La nuova analisi legale e commerciale (piena di omissis sulle cifre dichiarate Business confidential information, cioè notizie commerciali riservate) conferma gran parte del lavoro dei precedenti pannelli arbitrali, ma differisce radicalmente dalle loro conclusioni. Di fatto, il pannello Wto ha confermato l’esistenza degli aiuti, ma ha anche stabilito che solo una piccola parte dovrà essere ripagata.
I tre arbitri – un messicano, un indiano e un belga – hanno respinto le argomentazioni tecniche Ue sulla metodologia dei tassi d’interesse, sui parametri di confronto, sul rischio, sull’applicabilità dell’analisi dell’A350 XWB all’A380, sulla non sostituibilità (cioè equivalenza) tra i prodotti Airbus e Boeing, e così via. Gli arbitri hanno aggiunto che l’eventuale dimostrazione di sussidi percepiti da Boeing (oggetto di un caso separato, noto come DS353) non è sufficiente a chiudere la discussione su quelli Airbus, e confermato che l’analisi del comportamento Airbus “post-implementazione” (ovvero dopo la decisione d’appello del 2011) debba necessariamente prendere in esame anche i A350 e A380.
La decisione conferma anche che, senza gli aiuti, la difficile posizione finanziaria del costruttore europeo avrebbe reso difficile lo sviluppo e il lancio dei VLA in tempi brevi. Di qui alla conferma del danno arrecato alle vendite Boeing nei tre segmenti degli aerei single aisle (a corridoio singolo, i cosiddetti narrow-body), twin-aisle (a corridoio doppio, wide-body) e i Very Large Aircraft (i giganti 747 e A380) il passo è breve.
Da queste premesse, che sostanzialmente ricalcano la posizione Boeing, gli arbitri hanno però tratto conclusioni per molti versi sorprendenti, accettando la posizione europea sul fatto che gli aiuti expired (alla lettera “scaduti”) prima del 1° giugno 2011 hanno cessato di produrre effetti e non possono quindi essere rimborsati. Secondo Airbus, questa definizione coprirebbe il 94% di quelle contestate, che in passato Boeing aveva valutato in circa 10 miliardi di dollari. Allo stesso modo, il pannello ricorre a sottili distinguo per concludere che in molti casi il danno causato dai sussidi europei ad Airbus non si è trasformato in mancate vendite per Boeing.

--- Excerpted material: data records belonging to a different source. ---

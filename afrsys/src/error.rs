// -*- coding: utf-8 -*-
// SPDX-License-Identifier: Apache-2.0 OR MIT

/// Invalid static configuration.
///
/// All of these are detected before the scheduler is armed.
/// Const constructors turn them into compile time errors.
#[derive(Copy, Clone, PartialEq, Eq, Debug, derive_more::Display, derive_more::Error)]
pub enum ConfigError {
    /// A task period of zero ticks.
    #[display("task period must not be zero")]
    ZeroPeriod,
    /// The least common multiple of all task periods does not fit into the tick counter.
    #[display("task table hyperperiod overflows the tick counter")]
    HyperperiodOverflow,
    /// The requested timer period can't be produced by the 8 bit timer.
    #[display("timer period out of range")]
    TimerRange,
    /// The requested baud rate can't be produced by the UART.
    #[display("baud rate out of range")]
    BaudRange,
}

impl ConfigError {
    /// Abort const evaluation with this error.
    ///
    /// Used by the `const` constructors, so that invalid configuration
    /// in a `static` or `const` item fails the build.
    pub const fn const_panic(self) -> ! {
        match self {
            Self::ZeroPeriod => panic!("task period must not be zero"),
            Self::HyperperiodOverflow => panic!("task table hyperperiod overflows the tick counter"),
            Self::TimerRange => panic!("timer period out of range"),
            Self::BaudRange => panic!("baud rate out of range"),
        }
    }
}

#[cfg(test)]
mod test {
    use super::*;

    #[test]
    #[should_panic(expected = "timer period out of range")]
    fn test_const_panic() {
        ConfigError::TimerRange.const_panic();
    }

    #[test]
    fn test_display() {
        assert_eq!(
            std::format!("{}", ConfigError::ZeroPeriod),
            "task period must not be zero"
        );
        assert_eq!(
            std::format!("{}", ConfigError::BaudRange),
            "baud rate out of range"
        );
    }
}

// vim: ts=4 sw=4 expandtab
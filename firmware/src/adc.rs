// -*- coding: utf-8 -*-
// SPDX-License-Identifier: Apache-2.0 OR MIT

#![allow(unused_unsafe)]

use crate::hw::{mcu, reset_system};
use afrsys::{CriticalSection, MutexOnce};

const REFS0: u8 = 1 << 6;
const MUX_MASK: u8 = 0x0F;

const ADEN: u8 = 1 << 7;
const ADSC: u8 = 1 << 6;
/// clk/8 -> 125 kHz ADC clock at 1 MHz.
const ADPS_DIV8: u8 = 0x03;

/// Number of single ended input channels.
pub const NR_CHANNELS: u8 = 8;

static ADC: MutexOnce<mcu::ADC> = MutexOnce::new();

/// Single conversion mode. AVcc reference. Right adjusted result.
pub fn init(cs: CriticalSection<'_>, adc: mcu::ADC) {
    // SAFETY: All bit patterns are valid for ADMUX and ADCSRA.
    adc.admux().write(|w| unsafe { w.bits(REFS0) });
    // SAFETY: See above.
    adc.adcsra().write(|w| unsafe { w.bits(ADEN | ADPS_DIV8) });
    if ADC.set(cs, adc).is_err() {
        reset_system();
    }
}

/// Convert one channel and wait for the result.
///
/// Channels above 7 are wrapped into the valid range.
pub fn read(cs: CriticalSection<'_>, channel: u8) -> u16 {
    let Some(adc) = ADC.get(cs) else {
        return 0;
    };
    let channel = channel % NR_CHANNELS;
    // SAFETY: Only the MUX bits are changed.
    adc.admux()
        .modify(|r, w| unsafe { w.bits((r.bits() & !MUX_MASK) | channel) });
    // SAFETY: ADSC starts the conversion. The other bits are kept.
    adc.adcsra()
        .modify(|r, w| unsafe { w.bits(r.bits() | ADSC) });
    while adc.adcsra().read().bits() & ADSC != 0 {
        // Conversion takes 13 ADC clocks, about 100 us.
    }
    adc.adc().read().bits()
}

// vim: ts=4 sw=4 expandtab
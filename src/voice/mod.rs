//! Voice I/O
//!
//! Microphone capture for the learner's utterance and playback of the
//! tutor's reply audio.

mod capture;
mod playback;

pub use capture::{
    AudioCapture, AudioSource, RecordedAudio, SAMPLE_RATE, SLICE_MS, SliceBuffer, level_dbfs,
    samples_to_wav,
};
pub use playback::{
    AudioFetcher, AudioSink, CpalSink, DEFAULT_SETTLE_DELAY, DecodedAudio, HttpAudioFetcher,
    PlayOutcome, PlaybackEngine, decode,
};
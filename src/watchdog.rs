//! Single-shot, re-armable inactivity timer

use std::time::Duration;

use tokio::task::JoinHandle;

/// Fires a callback once if not re-armed or cleared within the timeout
///
/// Arming again replaces the pending timer, so the countdown always runs from
/// the most recent activity. Dropping the watchdog clears it.
#[derive(Debug, Default)]
pub struct Watchdog {
    timer: Option<JoinHandle<()>>,
}

impl Watchdog {
    #[must_use]
    pub const fn new() -> Self {
        Self { timer: None }
    }

    /// Start a new countdown, cancelling any previous one
    ///
    /// Must be called from within a tokio runtime.
    pub fn arm<F>(&mut self, timeout: Duration, on_timeout: F)
    where
        F: FnOnce() + Send + 'static,
    {
        self.clear();
        self.timer = Some(tokio::spawn(async move {
            tokio::time::sleep(timeout).await;
            tracing::debug!(?timeout, "watchdog expired");
            on_timeout();
        }));
    }

    /// Cancel the pending countdown; no-op when nothing is armed
    pub fn clear(&mut self) {
        if let Some(timer) = self.timer.take() {
            timer.abort();
        }
    }

    /// Whether a countdown is pending
    #[must_use]
    pub fn is_armed(&self) -> bool {
        self.timer.as_ref().is_some_and(|t| !t.is_finished())
    }
}

impl Drop for Watchdog {
    fn drop(&mut self) {
        self.clear();
    }
}
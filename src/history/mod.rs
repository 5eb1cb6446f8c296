//! Pronunciation history
//!
//! A bounded, newest-first log of past pronunciation scores with a recency
//! summary. Persisted through a [`HistoryStore`] after every append.

mod store;

pub use store::{FileHistoryStore, HistoryStore, MemoryHistoryStore};

use std::collections::VecDeque;

use chrono::{DateTime, Utc};
use serde::{Deserialize, Serialize};

use crate::Level;
use crate::metrics::RhythmIssue;

/// Default number of retained entries
pub const DEFAULT_CAPACITY: usize = 20;

/// Entries averaged for `ProgressSummary::average`
const AVERAGE_WINDOW: usize = 5;

/// Entries in each trend window
const TREND_WINDOW: usize = 3;

/// Minimum difference between windows to call a trend
const TREND_BAND: f64 = 5.0;

/// One recorded score
#[derive(Debug, Clone, PartialEq, Serialize, Deserialize)]
#[serde(rename_all = "camelCase")]
pub struct PronunciationHistoryEntry {
    #[serde(with = "chrono::serde::ts_milliseconds")]
    pub timestamp: DateTime<Utc>,

    /// Final blended score
    pub score: f64,

    /// Score reported by the metrics service, if any
    #[serde(default, skip_serializing_if = "Option::is_none")]
    pub original_score: Option<f64>,

    #[serde(default, skip_serializing_if = "Option::is_none")]
    pub rhythm_score: Option<f64>,

    #[serde(default)]
    pub issues: Vec<RhythmIssue>,

    pub level: Level,

    #[serde(default, skip_serializing_if = "Option::is_none", alias = "transcription")]
    pub transcript: Option<String>,
}

impl PronunciationHistoryEntry {
    /// Entry with only a score, stamped now
    #[must_use]
    pub fn scored(score: f64, level: Level) -> Self {
        Self {
            timestamp: Utc::now(),
            score,
            original_score: None,
            rhythm_score: None,
            issues: Vec::new(),
            level,
            transcript: None,
        }
    }
}

/// Direction of recent scores
#[derive(Debug, Clone, Copy, PartialEq, Eq, Serialize, Deserialize)]
#[serde(rename_all = "lowercase")]
pub enum Trend {
    Up,
    Down,
    Stable,
}

/// Recency summary of the history
#[derive(Debug, Clone, Copy, Default, PartialEq, Serialize)]
pub struct ProgressSummary {
    /// Newest score
    pub recent: Option<f64>,
    /// Mean of up to the five newest scores
    pub average: Option<f64>,
    /// `None` with fewer than three entries
    pub trend: Option<Trend>,
}

/// Capped ring buffer of scores, newest first
#[derive(Debug, Clone, PartialEq, Serialize, Deserialize)]
#[serde(rename_all = "camelCase")]
pub struct PronunciationHistory {
    entries: VecDeque<PronunciationHistoryEntry>,

    #[serde(rename = "maxEntries")]
    capacity: usize,
}

impl Default for PronunciationHistory {
    fn default() -> Self {
        Self::with_capacity(DEFAULT_CAPACITY)
    }
}

impl PronunciationHistory {
    #[must_use]
    pub fn with_capacity(capacity: usize) -> Self {
        let capacity = capacity.max(1);
        Self {
            entries: VecDeque::with_capacity(capacity),
            capacity,
        }
    }

    /// Insert at the front and drop the oldest entries beyond capacity
    pub fn append(&mut self, entry: PronunciationHistoryEntry) {
        self.entries.push_front(entry);
        self.entries.truncate(self.capacity);
    }

    /// Change the capacity, truncating if needed
    pub fn set_capacity(&mut self, capacity: usize) {
        self.capacity = capacity.max(1);
        self.entries.truncate(self.capacity);
    }

    #[must_use]
    pub const fn capacity(&self) -> usize {
        self.capacity
    }

    #[must_use]
    pub fn len(&self) -> usize {
        self.entries.len()
    }

    #[must_use]
    pub fn is_empty(&self) -> bool {
        self.entries.is_empty()
    }

    /// Entries, newest first
    pub fn entries(&self) -> impl Iterator<Item = &PronunciationHistoryEntry> {
        self.entries.iter()
    }

    /// Shallow copy of the newest `n` entries
    #[must_use]
    pub fn snapshot(&self, n: usize) -> Vec<PronunciationHistoryEntry> {
        self.entries.iter().take(n).cloned().collect()
    }

    #[must_use]
    pub fn summary(&self) -> ProgressSummary {
        let Some(newest) = self.entries.front() else {
            return ProgressSummary::default();
        };

        let average = mean(self.entries.iter().take(AVERAGE_WINDOW).map(|e| e.score));

        let trend = if self.entries.len() >= TREND_WINDOW {
            let recent = mean(self.entries.iter().take(TREND_WINDOW).map(|e| e.score));
            let older = if self.entries.len() >= TREND_WINDOW * 2 {
                mean(
                    self.entries
                        .iter()
                        .skip(TREND_WINDOW)
                        .take(TREND_WINDOW)
                        .map(|e| e.score),
                )
            } else {
                self.entries.back().map(|e| e.score)
            };
            recent.zip(older).map(|(r, o)| classify_trend(r, o))
        } else {
            None
        };

        ProgressSummary {
            recent: Some(newest.score),
            average,
            trend,
        }
    }
}

fn classify_trend(recent: f64, older: f64) -> Trend {
    if recent >= older + TREND_BAND {
        Trend::Up
    } else if recent <= older - TREND_BAND {
        Trend::Down
    } else {
        Trend::Stable
    }
}

fn mean(values: impl Iterator<Item = f64>) -> Option<f64> {
    let (sum, count) = values.fold((0.0, 0u32), |(s, c), v| (s + v, c + 1));
    (count > 0).then(|| sum / f64::from(count))
}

Le eccezioni sono rappresentate dall’A350 XWB (punto 6.37a) e dall’A380 (6.42a), ed è a queste che si riferiscono le ultime righe del documento nello stabilire che l’Europa vi metta riparo. È a questo che si collega la minaccia americana di dazi alle importazioni (non necessariamente aeronautiche), tanto care all’amministrazione Trump e alle quali Airbus ribatte da sempre proponendo un accordo tra governi per superare la guerra legale. Le prossime battaglie, già annunciate, saranno sui casi DS353 (nel quale Airbus ha vinto “ai punti” sugli aiuti a Boeing) e DS487 (sugli aiuti dello stato di Washington a Boeing, che ha vinto in primo grado un anno e mezzo fa).